▶ **Working data**

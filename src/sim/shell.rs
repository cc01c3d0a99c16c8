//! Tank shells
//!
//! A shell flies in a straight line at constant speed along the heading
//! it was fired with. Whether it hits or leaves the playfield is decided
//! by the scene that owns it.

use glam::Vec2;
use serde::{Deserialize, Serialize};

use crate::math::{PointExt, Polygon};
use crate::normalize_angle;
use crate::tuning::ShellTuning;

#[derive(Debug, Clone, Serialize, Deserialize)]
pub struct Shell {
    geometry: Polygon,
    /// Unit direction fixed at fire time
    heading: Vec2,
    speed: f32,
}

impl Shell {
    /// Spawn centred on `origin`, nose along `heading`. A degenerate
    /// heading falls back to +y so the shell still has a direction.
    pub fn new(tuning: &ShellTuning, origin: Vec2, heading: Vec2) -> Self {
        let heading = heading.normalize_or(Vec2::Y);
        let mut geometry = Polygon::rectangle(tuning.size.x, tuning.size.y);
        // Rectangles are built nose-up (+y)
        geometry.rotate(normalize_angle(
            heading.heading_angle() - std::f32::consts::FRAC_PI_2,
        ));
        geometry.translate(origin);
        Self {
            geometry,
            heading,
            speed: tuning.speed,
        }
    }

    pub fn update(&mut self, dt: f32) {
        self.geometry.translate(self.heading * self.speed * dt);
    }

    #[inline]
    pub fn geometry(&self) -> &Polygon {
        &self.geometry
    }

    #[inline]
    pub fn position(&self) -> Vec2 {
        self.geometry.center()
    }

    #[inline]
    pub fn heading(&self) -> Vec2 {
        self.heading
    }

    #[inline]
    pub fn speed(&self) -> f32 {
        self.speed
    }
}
==
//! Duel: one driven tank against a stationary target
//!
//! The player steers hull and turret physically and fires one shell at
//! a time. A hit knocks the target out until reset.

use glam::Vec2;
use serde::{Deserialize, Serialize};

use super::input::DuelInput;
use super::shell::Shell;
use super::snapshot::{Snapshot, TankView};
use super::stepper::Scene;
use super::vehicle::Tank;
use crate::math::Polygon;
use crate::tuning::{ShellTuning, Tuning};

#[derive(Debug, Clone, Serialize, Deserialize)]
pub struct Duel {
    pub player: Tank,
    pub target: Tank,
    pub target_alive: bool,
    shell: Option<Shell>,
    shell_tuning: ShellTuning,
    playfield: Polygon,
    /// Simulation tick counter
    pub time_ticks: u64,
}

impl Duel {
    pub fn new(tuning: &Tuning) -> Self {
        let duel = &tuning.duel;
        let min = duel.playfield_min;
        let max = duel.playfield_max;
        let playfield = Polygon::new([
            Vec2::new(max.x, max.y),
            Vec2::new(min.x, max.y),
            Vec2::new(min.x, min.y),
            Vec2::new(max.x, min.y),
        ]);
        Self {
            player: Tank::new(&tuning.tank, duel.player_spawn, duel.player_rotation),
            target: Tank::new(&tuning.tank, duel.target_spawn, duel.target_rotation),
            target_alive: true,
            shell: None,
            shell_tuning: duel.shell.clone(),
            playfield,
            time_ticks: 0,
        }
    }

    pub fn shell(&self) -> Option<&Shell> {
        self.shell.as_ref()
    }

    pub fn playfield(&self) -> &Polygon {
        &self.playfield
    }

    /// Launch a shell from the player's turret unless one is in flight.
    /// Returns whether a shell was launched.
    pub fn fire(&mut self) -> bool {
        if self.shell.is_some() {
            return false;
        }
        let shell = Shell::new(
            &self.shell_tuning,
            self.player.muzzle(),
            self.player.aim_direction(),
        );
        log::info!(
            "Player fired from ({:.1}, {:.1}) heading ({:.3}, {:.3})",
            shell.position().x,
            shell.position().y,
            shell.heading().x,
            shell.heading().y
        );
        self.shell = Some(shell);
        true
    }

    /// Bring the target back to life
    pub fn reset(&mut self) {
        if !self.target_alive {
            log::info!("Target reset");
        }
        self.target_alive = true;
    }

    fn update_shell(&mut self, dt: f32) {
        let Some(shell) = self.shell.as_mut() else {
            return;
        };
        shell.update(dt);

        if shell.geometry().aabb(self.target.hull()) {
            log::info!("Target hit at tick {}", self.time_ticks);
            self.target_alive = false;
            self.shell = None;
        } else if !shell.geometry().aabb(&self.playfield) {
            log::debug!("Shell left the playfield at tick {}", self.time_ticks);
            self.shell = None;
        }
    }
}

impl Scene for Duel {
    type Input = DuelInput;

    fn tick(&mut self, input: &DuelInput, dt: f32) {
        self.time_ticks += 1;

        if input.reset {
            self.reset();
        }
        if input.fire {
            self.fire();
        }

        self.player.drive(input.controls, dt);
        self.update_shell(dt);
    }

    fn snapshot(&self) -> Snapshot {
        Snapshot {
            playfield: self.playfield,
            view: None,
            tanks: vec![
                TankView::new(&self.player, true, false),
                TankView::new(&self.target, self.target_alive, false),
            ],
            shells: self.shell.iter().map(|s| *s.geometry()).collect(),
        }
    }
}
--
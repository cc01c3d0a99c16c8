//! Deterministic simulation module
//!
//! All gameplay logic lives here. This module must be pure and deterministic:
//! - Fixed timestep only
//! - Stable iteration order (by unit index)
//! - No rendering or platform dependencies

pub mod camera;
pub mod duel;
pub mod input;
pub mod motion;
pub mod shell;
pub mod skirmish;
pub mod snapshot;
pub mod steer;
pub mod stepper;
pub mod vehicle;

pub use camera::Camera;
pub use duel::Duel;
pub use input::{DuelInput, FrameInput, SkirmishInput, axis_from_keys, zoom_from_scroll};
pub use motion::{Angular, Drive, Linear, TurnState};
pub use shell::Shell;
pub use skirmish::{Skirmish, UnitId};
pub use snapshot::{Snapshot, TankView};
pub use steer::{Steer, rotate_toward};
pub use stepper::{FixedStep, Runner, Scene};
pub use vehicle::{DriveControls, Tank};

▶ **What you are asked to do**
Scan the records for the word "origin". Copy each line where it turns up.

▶ **Result**
    /// Spawn centred on `origin`, nose along `heading`. A degenerate
    pub fn new(tuning: &ShellTuning, origin: Vec2, heading: Vec2) -> Self {
        geometry.translate(origin);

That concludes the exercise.